Locked in the Lens – How Perceptions Chain Us to the Wrong Road

hand in hand
Picture this: You’re cruising down a familiar highway, convinced it’s the only route to your destination. The signs feel right, the scenery matches what you’ve always known, but deep down, something nags—whispers of a kingdom path you’re missing. Perceptions aren’t just passive views; they’re powerful anchors that fixate us on trails diverging from God’s Kingdom. They root in early life patterns or societal scripts, blinding us to the broader reality Jesus preached. Until a jolt shakes the frame, we plod on, misaligned, wondering why peace eludes us. This series probes that fixation, the rupture, and the realignment, drawing from insights on consciousness and life stages to challenge our stuck views.

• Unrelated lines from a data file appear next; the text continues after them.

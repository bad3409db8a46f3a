//! 解析器状态 → DXVA 参数结构的翻译.
//!
//! 除了把当前表面索引写回解析器之外, 这里都是纯映射, 不触碰加速器.

use bytemuck::Zeroable;
use thiserror::Error;

use super::scaling::GpuVendor;
use super::structs::{DxvaPicParamsH264, DxvaSliceH264Long, PicEntry, pic_bits};
use crate::frame::FieldType;
use crate::parsers::h264::{BitstreamParser, PictureState, RefPicture, SliceKind, SliceState};

/// Intel 驱动要求的 Reserved16Bits 取值
const INTEL_RESERVED16_BITS: u16 = 0x534C;

/// 参考帧列表长度
const REF_FRAME_LIST_LEN: usize = 16;

/// 翻译失败原因, 都意味着"等待有效参数集"
#[derive(Debug, Clone, Copy, PartialEq, Eq, Error)]
pub enum TranslateError {
    /// 尚未收到 SPS 或 PPS
    #[error("H.264: 缺少参数集")]
    MissingParameterSets,

    /// SPS 中的宏块宽高为 0
    #[error("H.264: 宏块尺寸无效, mb_width={mb_width}, mb_height={mb_height}")]
    EmptyDimensions { mb_width: u32, mb_height: u32 },
}

/// 一个访问单元翻译后的图像信息
#[derive(Debug, Clone, Copy, PartialEq, Eq)]
pub struct FrameInfo {
    /// 场类型 (SEI pic_struct 优先)
    pub field_type: FieldType,
    /// 是否以场编码
    pub is_field: bool,
    /// 切片类型
    pub slice_kind: SliceKind,
    /// 是否为参考图像
    pub is_reference: bool,
    /// 本图像 (帧或场) 的宏块数
    pub mb_count: u32,
}

/// 构造解码器生命周期内保持的图像参数初值
pub fn init_pic_params(vendor: GpuVendor) -> Box<DxvaPicParamsH264> {
    let mut params = Box::new(DxvaPicParamsH264::zeroed());
    params.reserved16_bits = if vendor == GpuVendor::Intel {
        INTEL_RESERVED16_BITS
    } else {
        0
    };
    params.set_flag(pic_bits::MBS_CONSECUTIVE_FLAG, true);
    params.set_flag(pic_bits::MIN_LUMA_BIPRED_SIZE_8X8_FLAG, true);
    params.continuation_flag = 1;
    params.ref_frame_list = [PicEntry::UNUSED; REF_FRAME_LIST_LEN];
    params
}

/// 按当前图像的场结构与 SEI pic_struct 得到场类型
fn resolve_field_type(picture: &PictureState, pic_struct_present: bool) -> FieldType {
    match picture.sei_pic_struct {
        Some(sei) if pic_struct_present => sei.field_type(),
        _ => picture.structure,
    }
}

/// 填充帧级图像参数
///
/// 参考帧列表 (RefFrameList/FieldOrderCntList/FrameNumList) 不在这里改写,
/// 它们由上一次 [`update_ref_frame_list`] 得到.
pub fn build_frame_params(
    params: &mut DxvaPicParamsH264,
    parser: &dyn BitstreamParser,
) -> Result<FrameInfo, TranslateError> {
    let (Some(sps), Some(pps)) = (parser.sequence(), parser.picture_params()) else {
        return Err(TranslateError::MissingParameterSets);
    };
    if sps.mb_width == 0 || sps.mb_height == 0 {
        return Err(TranslateError::EmptyDimensions {
            mb_width: sps.mb_width,
            mb_height: sps.mb_height,
        });
    }

    let picture = parser.picture();
    let field_type = resolve_field_type(picture, sps.pic_struct_present_flag);
    let is_field = picture.structure.is_field();
    let frame_mbs_factor = if sps.frame_mbs_only_flag { 1 } else { 2 };

    params.w_frame_width_in_mbs_minus1 = (sps.mb_width - 1) as u16;
    params.w_frame_height_in_mbs_minus1 = (sps.mb_height * frame_mbs_factor - 1) as u16;
    params.num_ref_frames = sps.ref_frame_count;

    params.set_flag(pic_bits::FIELD_PIC_FLAG, is_field);
    params.set_flag(pic_bits::MBAFF_FRAME_FLAG, sps.mb_aff && !is_field);
    params.set_flag(
        pic_bits::RESIDUAL_COLOUR_TRANSFORM_FLAG,
        sps.residual_color_transform_flag,
    );
    params.set_flag(pic_bits::SP_FOR_SWITCH_FLAG, picture.sp_for_switch_flag);
    params.set_bits(pic_bits::CHROMA_FORMAT_IDC, u16::from(sps.chroma_format_idc));
    params.set_flag(pic_bits::REF_PIC_FLAG, picture.ref_pic_flag);
    params.set_flag(
        pic_bits::CONSTRAINED_INTRA_PRED_FLAG,
        pps.constrained_intra_pred,
    );
    params.set_flag(pic_bits::WEIGHTED_PRED_FLAG, pps.weighted_pred);
    params.set_bits(
        pic_bits::WEIGHTED_BIPRED_IDC,
        u16::from(pps.weighted_bipred_idc),
    );
    params.set_flag(pic_bits::FRAME_MBS_ONLY_FLAG, sps.frame_mbs_only_flag);
    params.set_flag(pic_bits::TRANSFORM_8X8_MODE_FLAG, pps.transform_8x8_mode);
    params.set_flag(pic_bits::MIN_LUMA_BIPRED_SIZE_8X8_FLAG, sps.level_idc >= 31);
    params.set_flag(
        pic_bits::INTRA_PIC_FLAG,
        picture.slice_kind == SliceKind::I,
    );

    params.bit_depth_luma_minus8 = sps.bit_depth_luma.saturating_sub(8);
    params.bit_depth_chroma_minus8 = sps.bit_depth_chroma.saturating_sub(8);
    params.frame_num = picture.frame_num;
    params.log2_max_frame_num_minus4 = sps.log2_max_frame_num.saturating_sub(4);
    params.pic_order_cnt_type = sps.poc_type;
    params.log2_max_pic_order_cnt_lsb_minus4 = sps.log2_max_poc_lsb.saturating_sub(4);
    params.delta_pic_order_always_zero_flag = u8::from(sps.delta_pic_order_always_zero_flag);
    params.direct_8x8_inference_flag = u8::from(sps.direct_8x8_inference_flag);
    params.entropy_coding_mode_flag = u8::from(pps.cabac);
    params.pic_order_present_flag = u8::from(pps.pic_order_present);
    params.num_slice_groups_minus1 = pps.slice_group_count.saturating_sub(1);
    params.slice_group_map_type = pps.mb_slice_group_map_type;
    params.deblocking_filter_control_present_flag =
        u8::from(pps.deblocking_filter_parameters_present);
    params.redundant_pic_cnt_present_flag = u8::from(pps.redundant_pic_cnt_present);
    params.slice_group_change_rate_minus1 = pps.slice_group_change_rate_minus1;

    params.chroma_qp_index_offset = pps.chroma_qp_index_offset[0];
    params.second_chroma_qp_index_offset = pps.chroma_qp_index_offset[1];
    params.num_ref_idx_l0_active_minus1 = pps.ref_count[0].saturating_sub(1);
    params.num_ref_idx_l1_active_minus1 = pps.ref_count[1].saturating_sub(1);
    params.pic_init_qp_minus26 = (pps.init_qp - 26) as i8;
    params.pic_init_qs_minus26 = (pps.init_qs - 26) as i8;

    let poc = picture.poc;
    match picture.structure {
        FieldType::Bottom => {
            params.curr_pic.set_associated(true);
            params.curr_field_order_cnt = [0, poc];
        }
        FieldType::Top => {
            params.curr_pic.set_associated(false);
            params.curr_field_order_cnt = [poc, 0];
        }
        FieldType::Frame => {
            params.curr_pic.set_associated(false);
            params.curr_field_order_cnt = [poc, poc];
        }
    }

    let frame_mbs = sps.frame_mb_count();
    Ok(FrameInfo {
        field_type,
        is_field,
        slice_kind: picture.slice_kind,
        is_reference: picture.ref_pic_flag,
        mb_count: if is_field { frame_mbs / 2 } else { frame_mbs },
    })
}

/// 记录当前图像的表面索引, 并写回解析器的当前图像
pub fn set_current_pic(
    params: &mut DxvaPicParamsH264,
    surface: u8,
    parser: &mut dyn BitstreamParser,
) {
    params.curr_pic.set_index(surface);
    parser.set_current_surface(surface);
}

/// 按解析器的参考集合重建 16 项参考帧列表
///
/// 短期参考在前 (最近解码的在前), 其后是长期参考.
pub fn update_ref_frame_list(params: &mut DxvaPicParamsH264, parser: &dyn BitstreamParser) {
    let refs: Vec<(&RefPicture, bool)> = parser
        .short_term_refs()
        .iter()
        .map(|pic| (pic, pic.long_term))
        .chain(parser.long_term_refs().iter().map(|pic| (pic, true)))
        .take(REF_FRAME_LIST_LEN)
        .collect();

    // 逐项写入 packed 结构的数组字段会产生未对齐引用, 先在局部数组中构建
    let mut frame_num_list = [0u16; REF_FRAME_LIST_LEN];
    let mut field_order_cnt_list = [[0i32; 2]; REF_FRAME_LIST_LEN];
    let mut ref_frame_list = [PicEntry::new(PicEntry::NO_INDEX, true); REF_FRAME_LIST_LEN];
    let mut used_for_reference = 0u32;
    for (i, &(pic, associated)) in refs.iter().enumerate() {
        frame_num_list[i] = if pic.long_term {
            pic.pic_id as u16
        } else {
            pic.frame_num as u16
        };
        for (parity, poc) in pic.field_poc.iter().enumerate() {
            if let Some(poc) = poc {
                field_order_cnt_list[i][parity] = *poc;
                used_for_reference |= 1 << (i * 2 + parity);
            }
        }
        ref_frame_list[i] = PicEntry::new(
            pic.surface_index.unwrap_or(PicEntry::NO_INDEX),
            associated,
        );
    }
    params.frame_num_list = frame_num_list;
    params.field_order_cnt_list = field_order_cnt_list;
    params.ref_frame_list = ref_frame_list;
    params.used_for_reference_flags = used_for_reference;
}

/// 在参考帧列表中按 frame_num 查找表面索引, 找不到时为 127
pub fn find_ref_frame_index(frame_num: u32, params: &DxvaPicParamsH264) -> u8 {
    let count = usize::from(params.num_ref_frames).min(REF_FRAME_LIST_LEN);
    let frame_num_list = params.frame_num_list;
    let ref_frame_list = params.ref_frame_list;
    frame_num_list[..count]
        .iter()
        .position(|&num| u32::from(num) == frame_num)
        .map_or(PicEntry::NO_INDEX, |i| ref_frame_list[i].index())
}

/// 填充长格式切片控制记录中的切片头字段与参考列表
///
/// 码流位置, 字节数, 起始宏块和宏块数由切片构建器负责.
pub fn fill_slice_long(
    record: &mut DxvaSliceH264Long,
    params: &DxvaPicParamsH264,
    picture: &PictureState,
    slice: Option<&SliceState>,
) {
    record.ref_pic_list = [[PicEntry::UNUSED; 32]; 2];

    let slice_kind = slice.map_or(picture.slice_kind, |s| s.slice_kind);
    let associated = picture.structure.is_field()
        && picture
            .sei_pic_struct
            .is_some_and(|sei| sei.forces_reference_association());

    if let Some(slice) = slice {
        record.bit_offset_to_slice_data = slice.bit_offset_to_slice_data;
        record.slice_type = slice.slice_type;
        record.luma_log2_weight_denom = slice.luma_log2_weight_denom;
        record.chroma_log2_weight_denom = slice.chroma_log2_weight_denom;
        record.num_ref_idx_l0_active_minus1 = slice.ref_count[0].saturating_sub(1);
        record.num_ref_idx_l1_active_minus1 = slice.ref_count[1].saturating_sub(1);
        record.slice_alpha_c0_offset_div2 = slice.slice_alpha_c0_offset_div2;
        record.slice_beta_offset_div2 = slice.slice_beta_offset_div2;
        record.slice_qs_delta = slice.slice_qs_delta;
        record.slice_qp_delta = slice.slice_qp_delta;
        record.redundant_pic_cnt = slice.redundant_pic_cnt;
        record.direct_spatial_mv_pred_flag = u8::from(slice.direct_spatial_mv_pred_flag);
        record.cabac_init_idc = slice.cabac_init_idc;
        record.disable_deblocking_filter_idc = slice.disable_deblocking_filter_idc;
        record.weights = slice.weights.as_deref().copied().unwrap_or_default();
    }

    let mut ref_pic_list = record.ref_pic_list;
    for (list, entries) in ref_pic_list.iter_mut().enumerate() {
        let used = match list {
            0 => !slice_kind.is_intra(),
            _ => slice_kind.uses_list1(),
        };
        if !used {
            continue;
        }
        let Some(slice) = slice else { continue };
        let count = usize::from(slice.ref_count[list]).min(32);
        for (entry, item) in entries.iter_mut().zip(slice.ref_list[list].iter().take(count)) {
            *entry = PicEntry::new(find_ref_frame_index(item.frame_num, params), associated);
        }
    }
    record.ref_pic_list = ref_pic_list;

    if slice_kind.is_intra() {
        record.num_ref_idx_l0_active_minus1 = 0;
    }
    if !slice_kind.uses_list1() {
        record.num_ref_idx_l1_active_minus1 = 0;
    }
}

The Grip of Early Perceptions

From the get-go, our worldviews form like clay in a mold—shaped by family, culture, and those initial survival instincts. In “Falling Upward,” Richard Rohr describes this as the “first half of life,” where we’re busy building egos and structures. As he puts it, quoting Carl Jung: “The first half of life is devoted to forming a healthy ego, the second half is going inward and letting go of it.” But what if we get stuck in that first half? Perceptions lock us into force over power, achievement over surrender.

Hawkins in “Power vs. Force” maps this through levels of consciousness, where lower calibrations like fear or anger dominate. “Force is experienced through the senses; power can be recognized only through inner awareness,” he notes. Think of a believer chasing success in ministry or business, perceiving God’s favor through external wins. It’s a path of striving, not kingdom rest—fixated because it “feels” right, yet misaligned with Jesus’ yoke that’s easy and light.

The Subtle Drift from Kingdom Alignment

This fixation isn’t overt rebellion; it’s a subtle drift. Biblical traditions often reinforce it—preaching a God of rules over relationship. Perceptions paint the Kingdom as a distant reward, not a present reality. Hawkins warns: “That which is impossible to see or experience at lower levels of consciousness becomes self-evident and stunningly obvious at higher levels.” We’re blind to the higher path until forced to see.

Reflect: What perception has you fixated today? Is it fear of failure steering you from kingdom boldness? Sit with it alone—don’t jump ahead.

Reflection Prompt: Journal one perception shaping your current path. Does it echo lower consciousness or first-half ego? Hold it loosely; we’ll build on this.

Reference Books

Falling Upward by Richard Rohr
Power vs. Force by David R. Hawkins, M.D., Ph. D.